It’s a suggestion, not a demand. If she says she’s too tired, he’ll let it go for now. 

But she also doesn’t relish the idea of dragging it out longer than she has to. 

“I didn’t wanna bother you,” she mumbles into her pillow, guessing what he wants to know the most. Her hair is stuck to her neck, but like a prey animal, she’s wary of moving, of drawing attention to herself. 

When Joel gathers it up in a hand gently and smooths it back without her even needing to ask, her throat goes tight. 

“You wouldn-” He starts before stopping. “Why would you think you’d be bothering me?” 

She wonders if she could just pull her covers up over her head and pretend he’s not here until he gets the hint and leaves. She doesn’t want to point out all the ways she’s made his life shittier than it could be if he didn’t have to deal with her and her problems. 

“You already had to do school shit for me,” she says quietly. “I didn’t want you to have to do it again.” 

“Did I say that it bothered me?” He asks, and she looks to him at that, frowning. 

“What?” 

“Did I say that it bothered me?” He repeats. “Going down to the school and talking to your teachers?” 

“No?” She says, trailing off, wondering where he’s going with this. “But you wouldn’t have had to if I didn’t make you.” 

“You didn’t make me,” he says. 

“Okay, well if Ms. Erin didn’t make you,” she corrects, a little frustrated. “She’s not-” 

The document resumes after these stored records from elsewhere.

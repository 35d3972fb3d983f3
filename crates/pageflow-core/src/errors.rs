//! Errores del motor de page-flows.
//!
//! - `PageFlowError`: errores de configuración/integración (definiciones
//!   inválidas, nombres reservados, acciones inexistentes, eventos
//!   inesperados). Son fatales para la activación en curso.
//! - `ContinuationError`: errores del protocolo de continuación (flow ID
//!   ausente o desconocido, ticket reutilizado contra otro flujo, instancia
//!   expirada). Son recuperables: el repositorio queda intacto.
//! - `ActionError`: fallo reportado por un handler de acciones.
//!
//! El rechazo de un guard NO es un error (ver `PageFlow::trigger_event`).

use thiserror::Error;

#[derive(Debug, Error, PartialEq, Eq, Clone)]
pub enum PageFlowError {
    #[error("invalid definition for flow '{flow_id}': {reason}")]
    InvalidDefinition { flow_id: String, reason: String },
    #[error("flow '{flow_id}' uses the reserved state name '{state}'")]
    ReservedState { flow_id: String, state: String },
    #[error("flow '{flow_id}' uses the reserved event name '{event}'")]
    ReservedEvent { flow_id: String, event: String },
    #[error("page flow has not been activated")]
    NotActivated,
    #[error("state '{0}' is not defined")]
    UnknownState(String),
    #[error("state '{0}' has no view")]
    NoView(String),
    #[error("action handler '{0}' not found")]
    ActionNotFound(String),
    #[error("action '{handler}' failed: {message}")]
    ActionFailed { handler: String, message: String },
    #[error("action '{handler}' returned the unexpected event '{event}'")]
    UnexpectedEvent { handler: String, event: String },
    #[error("more than {0} chained events in a single activation")]
    EventLoop(usize),
    #[error("cannot load definition for flow '{flow_id}': {reason}")]
    DefinitionSource { flow_id: String, reason: String },
}

#[derive(Debug, Error, PartialEq, Eq, Clone)]
pub enum ContinuationError {
    #[error("flow ID required")]
    FlowIdRequired,
    #[error("flow '{0}' not found")]
    FlowNotFound(String),
    #[error("unexpected flow ID '{given}' for instance bound to '{expected}'")]
    UnexpectedFlowId { expected: String, given: String },
    #[error("instance '{0}' expired")]
    InstanceExpired(String),
    #[error("instance '{0}' not found")]
    InstanceNotFound(String),
    #[error("no page flow instance is active")]
    NoActiveInstance,
    #[error("invalid session state: {0}")]
    InvalidSession(String),
    #[error(transparent)]
    PageFlow(#[from] PageFlowError),
}

/// Error devuelto por un `ActionHandler`.
#[derive(Debug, Error, PartialEq, Eq, Clone)]
pub enum ActionError {
    #[error("unknown method '{0}'")]
    UnknownMethod(String),
    #[error("{0}")]
    Failed(String),
}

impl ActionError {
    pub fn failed(message: impl Into<String>) -> Self {
        Self::Failed(message.into())
    }
}
//! Almacén del blob de sesión en un archivo.
//!
//! El guardado es atómico: se escribe un archivo temporal con nombre único
//! junto al destino y luego se renombra encima.

use std::fs;
use std::io::{ErrorKind, Write};
use std::path::{Path, PathBuf};

use pageflow_core::ContinuationServer;
use tempfile::NamedTempFile;

use crate::errors::AppError;

#[derive(Debug, Clone)]
pub struct FileSessionStore {
    path: PathBuf,
}

impl FileSessionStore {
    pub fn new(path: impl Into<PathBuf>) -> Self {
        Self { path: path.into() }
    }

    pub fn path(&self) -> &Path {
        &self.path
    }

    /// `Ok(None)` si todavía no hay sesión guardada.
    pub fn load(&self) -> Result<Option<Vec<u8>>, AppError> {
        match fs::read(&self.path) {
            Ok(blob) => Ok(Some(blob)),
            Err(e) if e.kind() == ErrorKind::NotFound => Ok(None),
            Err(e) => Err(e.into()),
        }
    }

    pub fn save(&self, blob: &[u8]) -> Result<(), AppError> {
        let dir = match self.path.parent().filter(|p| !p.as_os_str().is_empty()) {
            Some(parent) => {
                fs::create_dir_all(parent)?;
                parent
            }
            None => Path::new("."),
        };
        let mut tmp = NamedTempFile::new_in(dir)?;
        tmp.write_all(blob)?;
        tmp.persist(&self.path).map_err(|e| e.error)?;
        log::debug!("session saved to {} ({} bytes)", self.path.display(), blob.len());
        Ok(())
    }

    /// Borra la sesión guardada. No falla si no existía.
    pub fn clear(&self) -> Result<(), AppError> {
        match fs::remove_file(&self.path) {
            Ok(()) => Ok(()),
            Err(e) if e.kind() == ErrorKind::NotFound => Ok(()),
            Err(e) => Err(e.into()),
        }
    }

    /// Restaura la sesión guardada (si hay) en el servidor.
    pub fn restore_into(&self, server: &mut ContinuationServer) -> Result<bool, AppError> {
        match self.load()? {
            Some(blob) => {
                server.restore_session(&blob)?;
                Ok(true)
            }
            None => Ok(false),
        }
    }

    pub fn save_from(&self, server: &ContinuationServer) -> Result<(), AppError> {
        self.save(&server.export_session()?)
    }
}
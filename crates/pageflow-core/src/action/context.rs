use serde_json::Value;

use crate::flow::Attributes;

/// Vista del flujo entregada a un handler durante una invocación.
///
/// Los nombres de estado son de sólo lectura; el handler puede escribir en
/// los atributos de la instancia y en el payload de la petición.
pub struct ActionContext<'a> {
    pub flow_id: &'a str,
    pub current_state: &'a str,
    pub previous_state: Option<&'a str>,
    /// Evento que provocó la invocación (`start`, `end`, o un evento de usuario).
    pub event: &'a str,
    pub attributes: &'a mut Attributes,
    pub payload: &'a mut Value,
}

/// Resultado de un handler.
///
/// - `Done`: sin resultado.
/// - `Event`: evento a encolar (sólo lo atienden los bindings
///   invoke-and-trigger: acciones de transición, activity, initial).
/// - `Guard`: veredicto de un guard.
#[derive(Debug, Clone, PartialEq, Eq)]
pub enum ActionOutcome {
    Done,
    Event(String),
    Guard(bool),
}

impl ActionOutcome {
    /// Interpretación como guard: sólo `Guard(true)` o un evento dejan pasar.
    pub fn passes(&self) -> bool {
        match self {
            ActionOutcome::Done => false,
            ActionOutcome::Event(_) => true,
            ActionOutcome::Guard(ok) => *ok,
        }
    }

    pub fn event(&self) -> Option<&str> {
        match self {
            ActionOutcome::Event(e) => Some(e.as_str()),
            _ => None,
        }
    }
}

impl From<()> for ActionOutcome {
    fn from(_: ()) -> Self {
        ActionOutcome::Done
    }
}

impl From<bool> for ActionOutcome {
    fn from(ok: bool) -> Self {
        ActionOutcome::Guard(ok)
    }
}

impl From<&str> for ActionOutcome {
    fn from(event: &str) -> Self {
        ActionOutcome::Event(event.to_string())
    }
}

impl From<String> for ActionOutcome {
    fn from(event: String) -> Self {
        ActionOutcome::Event(event)
    }
}

impl From<Option<String>> for ActionOutcome {
    fn from(event: Option<String>) -> Self {
        event.map_or(ActionOutcome::Done, ActionOutcome::Event)
    }
}
//! pageflow-core: motor de page-flows basado en continuaciones.
pub mod action;
pub mod clock;
pub mod constants;
pub mod continuation;
pub mod definition;
pub mod errors;
pub mod flow;
pub mod gc;
pub mod generator;
pub mod hashing;
pub mod instance;
pub mod repository;
pub mod ticket;

pub use action::{ActionBinding, ActionContext, ActionHandler, ActionInvoker, ActionOutcome, ActionRegistry, MethodTable};
pub use clock::{Clock, ManualClock, SystemClock};
pub use continuation::{ActivationScope, ContinuationContextProvider, ContinuationServer, ServerConfig, ServerPhase,
                       SessionState, StaticContext};
pub use definition::{PageFlowDefinition, RawFlowDefinition, StateDefinition, StateKind, Transition};
pub use errors::{ActionError, ContinuationError, PageFlowError};
pub use flow::{Attributes, PageFlow};
pub use gc::{GarbageCollector, GcMarker, GcMarkers};
pub use generator::PageFlowGenerator;
pub use instance::{InstanceState, PageFlowInstance};
pub use repository::{FlowSource, PageFlowInstanceRepository, RepositorySnapshot};
pub use ticket::generate_ticket;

“Ellie,” he interrupts. “Nobody makes me take care of you. I wanna do that, kiddo. I wish you’d let me do it a little more, honestly.” He gives an exaggerated look to her back. “Might be helpful, you coming and talking to me when you have a problem, not just gritting your teeth and being a tough girl until you can’t anymore.” 

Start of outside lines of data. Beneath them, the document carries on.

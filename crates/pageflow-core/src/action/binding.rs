use serde::{Deserialize, Serialize};

use super::{ActionContext, ActionInvoker, ActionOutcome};
use crate::constants::DEFAULT_ACTION_CLASS_SUFFIX;
use crate::definition::{PageFlowDefinition, RawAction};
use crate::errors::PageFlowError;

/// Referencia resuelta a una acción, tal como la guarda la definición.
///
/// La clase se fija al generar la definición: la explícita si el autor la
/// dio, o `<FlowID>Action` en su defecto. El handler concreto se busca en el
/// `ActionInvoker` recién al invocar.
#[derive(Debug, Clone, PartialEq, Eq, Serialize, Deserialize)]
pub struct ActionBinding {
    pub class: String,
    pub method: String,
}

impl ActionBinding {
    pub fn new(class: impl Into<String>, method: impl Into<String>) -> Self {
        Self { class: class.into(),
               method: method.into() }
    }

    pub fn resolve(flow_id: &str, raw: &RawAction) -> Self {
        let class = match raw.class.as_deref() {
            Some(class) if !class.trim().is_empty() => class.to_string(),
            _ => default_action_class(flow_id),
        };
        Self::new(class, raw.method.clone())
    }

    /// `Clase::método`, usado en mensajes de error y logs.
    pub fn handler_name(&self) -> String {
        format!("{}::{}", self.class, self.method)
    }

    /// Invocación simple (entry, exit, guard, final): devuelve el resultado
    /// tal cual, sin encolar nada.
    pub fn invoke_action(&self,
                         invoker: &dyn ActionInvoker,
                         ctx: &mut ActionContext<'_>)
                         -> Result<ActionOutcome, PageFlowError> {
        log::debug!("invoking {} on event '{}'", self.handler_name(), ctx.event);
        invoker.invoke(&self.class, &self.method, ctx)
    }

    /// Invocación que puede disparar un evento de seguimiento (acciones de
    /// transición, activity, initial). El evento devuelto debe existir en la
    /// definición; el llamador lo encola para la misma activación.
    pub fn invoke_action_and_trigger_event(&self,
                                           invoker: &dyn ActionInvoker,
                                           ctx: &mut ActionContext<'_>,
                                           definition: &PageFlowDefinition)
                                           -> Result<Option<String>, PageFlowError> {
        match self.invoke_action(invoker, ctx)? {
            ActionOutcome::Event(event) if definition.has_event(&event) => Ok(Some(event)),
            ActionOutcome::Event(event) => Err(PageFlowError::UnexpectedEvent { handler: self.handler_name(),
                                                                                event }),
            ActionOutcome::Done | ActionOutcome::Guard(_) => Ok(None),
        }
    }
}

pub fn default_action_class(flow_id: &str) -> String {
    format!("{flow_id}{DEFAULT_ACTION_CLASS_SUFFIX}")
}

#[cfg(test)]
mod tests {
    use super::*;

    #[test]
    fn class_defaults_to_flow_action() {
        let raw = RawAction { class: None,
                              method: "setup".into() };
        assert_eq!(ActionBinding::resolve("Counter", &raw), ActionBinding::new("CounterAction", "setup"));

        let raw = RawAction { class: Some("Shared".into()),
                              method: "setup".into() };
        assert_eq!(ActionBinding::resolve("Counter", &raw).handler_name(), "Shared::setup");
    }
}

“But I didn’t know it was a problem,” she says, a little more heated than she means to be. She’s frustrated at knowing she’s not doing whatever this is with Joel right, but she also doesn’t know how to fix it. “That’s just how shit goes at scho-” She sees the correction coming and beats him to it. “-FEDRA school. How the fuck was I supposed to know she wasn’t supposed to do it here? I’ve never done stuff like this before.” She feels whiny, and it just makes her more frustrated. “It’s fucking hard, man, trying to guess what I’m supposed to be doing all the time. There’s not a rule book or anything.” 

She knows. 

She’s looked. 

Joel opens his mouth and then closes it, and if she wasn’t already a little embarrassed by her outburst, she might make fun of him for it. As it is, she keeps her mouth shut and waits. 

It doesn’t come naturally to her, but she does her best. 

“You’re right,” he says, and she frowns. That wasn’t what she thought was coming. “I was assuming stuff I shouldn’t have, and it got you hurt, kiddo. I’m sorry about that.” 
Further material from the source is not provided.